To hardcore fans, the picture the 49ers paint of the tech-enabled game day is tantalizing. To begin with, everyone in the stadium will be able to order food from smartphones or tablets for pickup or in-seat delivery. If you're feeling the need for a pit stop, you can check the wait times at the closest restroom. If Colin Kaepernick runs for a touchdown, your app can access video replays from both the stadium's cameras and those of the TV broadcast. If there's a controversial call, you can listen to what the 49ers radio team is saying about it, then switch over to the other team's broadcast. If your daughter wears you down and persuades you to buy her a Kaepernick jersey, you can order it from your seat, and have it waiting at the team store for you to pick up on the way out.
The cost of creating this is huge, of course. The stadium budget has risen recently from $1.2 billion to $1.3 billion, largely due to the tech ramp-up. And the pressure is intense. Unlike most startups, the stadium won't have a soft launch. When San Francisco tees the ball up in its first home game next season, a stadium full of fans will be forming strong opinions about the experience. So the 49ers have boosted the limited Wi-Fi at Candlestick and will spend the team's final season there doing as many trial runs as possible.

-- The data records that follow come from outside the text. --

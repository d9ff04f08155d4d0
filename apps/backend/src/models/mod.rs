//! API request and response types

use chrono::{DateTime, Utc};
use serde::{Deserialize, Serialize};
use uuid::Uuid;

pub use learnflow_core::{CollectionId, Feedback, SessionMode, SessionView, Side};

// === Sessions ===

/// Body of `POST /api/sessions`: `{collectionId, mode, wordIds?}`.
#[derive(Debug, Clone, Serialize, Deserialize)]
#[serde(rename_all = "camelCase")]
pub struct CreateSessionRequest {
    pub collection_id: CollectionId,
    #[serde(flatten)]
    pub mode: SessionMode,
}

#[derive(Debug, Clone, Serialize, Deserialize)]
#[serde(rename_all = "camelCase")]
pub struct CreateSessionResponse {
    pub id: Uuid,
    pub started_at: DateTime<Utc>,
    pub session: SessionView,
}

/// Result of a learner action, with the session as it stands afterwards.
///
/// `feedback` is absent when the action produced nothing to show, such as a
/// pronunciation score that arrived after the session was abandoned.
#[derive(Debug, Clone, Serialize, Deserialize)]
pub struct ActionResponse {
    pub feedback: Option<Feedback>,
    pub session: SessionView,
}

// === Exercise actions ===

#[derive(Debug, Clone, Serialize, Deserialize)]
pub struct ChooseOptionRequest {
    pub option: usize,
}

#[derive(Debug, Clone, Serialize, Deserialize)]
pub struct SpellingRequest {
    pub answer: String,
}

/// Microphone permission as reported by the client.
#[derive(Debug, Clone, Copy, PartialEq, Eq, Serialize, Deserialize)]
#[serde(rename_all = "snake_case")]
pub enum MicrophonePermission {
    Granted,
    Denied,
}

#[derive(Debug, Clone, Serialize, Deserialize)]
pub struct StartRecordingRequest {
    pub microphone: MicrophonePermission,
}

#[derive(Debug, Clone, Serialize, Deserialize)]
#[serde(rename_all = "camelCase")]
pub struct StopRecordingRequest {
    /// The recorded clip, base64 encoded.
    pub audio_base64: String,
}

#[derive(Debug, Clone, Serialize, Deserialize)]
pub struct PickTokenRequest {
    pub index: usize,
}

#[derive(Debug, Clone, Serialize, Deserialize)]
#[serde(rename_all = "camelCase")]
pub struct SelectMatchRequest {
    pub side: Side,
    pub pair_id: usize,
}

#[cfg(test)]
mod tests {
    use super::*;
    use serde_json::json;

    #[test]
    fn test_create_request_learn_mode() {
        let req: CreateSessionRequest = serde_json::from_value(json!({
            "collectionId": 12,
            "mode": "learn",
            "wordIds": [1, 2]
        }))
        .unwrap();
        assert_eq!(req.collection_id, 12);
        assert_eq!(req.mode, SessionMode::Learn { word_ids: vec![1, 2] });
    }

    #[test]
    fn test_create_request_repeat_mode() {
        let req: CreateSessionRequest =
            serde_json::from_value(json!({"collectionId": 3, "mode": "repeat"})).unwrap();
        assert_eq!(req.mode, SessionMode::Repeat);
    }

    #[test]
    fn test_select_match_request() {
        let req: SelectMatchRequest =
            serde_json::from_value(json!({"side": "right", "pairId": 4})).unwrap();
        assert_eq!(req.side, Side::Right);
        assert_eq!(req.pair_id, 4);
    }
}
//! Running score of a session.

use tracing::info;

use crate::error::InvariantViolation;
use crate::types::{ScoreBreakdown, StageKind, StageResult};

/// Collects one [`StageResult`] per stage and folds them into the breakdown.
///
/// Every contribution is clamped into `[0, ceiling]` of its stage, so the
/// breakdown never exceeds 100 in total.
#[derive(Debug, Clone, Default)]
pub struct ScoreAggregator {
    contributions: [Option<f64>; 5],
    finalized: bool,
}

impl ScoreAggregator {
    pub fn new() -> Self {
        Self::default()
    }

    /// Record a stage's result and return the contribution it was clamped to.
    pub fn record_stage(&mut self, result: StageResult) -> Result<f64, InvariantViolation> {
        if self.finalized {
            return Err(InvariantViolation::AlreadyFinalized);
        }
        let kind = result.stage_kind;
        let slot = &mut self.contributions[kind.index()];
        if slot.is_some() {
            return Err(InvariantViolation::StageRecordedTwice(kind));
        }

        let ceiling = result.weight_ceiling.min(kind.ceiling()).max(0.0);
        let contribution = if result.attempted && result.raw_score.is_finite() {
            result.raw_score.clamp(0.0, ceiling)
        } else {
            0.0
        };
        *slot = Some(contribution);
        Ok(contribution)
    }

    pub fn is_recorded(&self, kind: StageKind) -> bool {
        self.contributions[kind.index()].is_some()
    }

    /// Sum of the stages recorded so far.
    pub fn running_total(&self) -> f64 {
        self.contributions.iter().flatten().sum()
    }

    fn contribution(&self, kind: StageKind) -> f64 {
        self.contributions[kind.index()].unwrap_or(0.0)
    }

    /// The breakdown of what has been recorded so far.
    pub fn breakdown(&self) -> ScoreBreakdown {
        ScoreBreakdown {
            translation: self.contribution(StageKind::Translation),
            spelling_pron: self.contribution(StageKind::Spelling)
                + self.contribution(StageKind::Pronunciation),
            context: self.contribution(StageKind::Context),
            matching: self.contribution(StageKind::Matching),
        }
    }

    /// Produce the session's single breakdown. A second call is rejected.
    pub fn finalize(&mut self) -> Result<ScoreBreakdown, InvariantViolation> {
        if self.finalized {
            return Err(InvariantViolation::AlreadyFinalized);
        }
        self.finalized = true;
        let breakdown = self.breakdown();
        info!(
            translation = breakdown.translation,
            spelling_pron = breakdown.spelling_pron,
            context = breakdown.context,
            matching = breakdown.matching,
            total = breakdown.total(),
            "score finalized"
        );
        Ok(breakdown)
    }

    pub fn is_finalized(&self) -> bool {
        self.finalized
    }
}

At halftime of the game against the Vikings, the team's last preseason home contest, Garland and 15 other staffers working on the app test gather around a conference table in a windowless room in the stadium operations center for a debriefing. They rip into the problems mercilessly. "The app is really slow in stat view," points out one. "And it's not intuitive to get back to the game feed." Some food orders are taking too long to process or not going through at all. But the group seems excited by its progress, and Garland concludes with a pep talk. "We need to go as fast as we can through the Super Bowl, guys, and we'll have time to breathe in March," he says.
Down on the field a short time later, Garland talks about the potential for exporting the team's technology to other sports franchises. They've even discussed forming a new company to do that. "We think what we're building is pretty cool and there might be a market for it," Garland says. "But, of course, we have to make it work for the 49ers first. Otherwise we're all in trouble." Just then a 49ers running back dives into the end zone, the crowd erupts, music blares, and the cheerleaders begin to dance. It'll soon be a made-for- app moment. Rest of article
2 comments:
They have no choice but to do something like this. Attendance at live sporting events is declining due to ticket prices AND the incredible in home HD experiences available. No crowds, great replay and analysis, easy access to drinks and bathrooms and on an on. I'm a big Saints fan, but after the last two games in the Dome I'm done. It's just not worth the time money and hassle to be crammed into seats too close to the row in front of them for 3-4 hours, pay $12 for a tiny cocktail and watch their tiny "jumbo"tron that shows minimal quality replays anyway. I'll just catch them on TV.
I'm a saints fan too. I love the dome. Every game this year was sold out. I'll buy your tickets any time. They're still a hot commodity.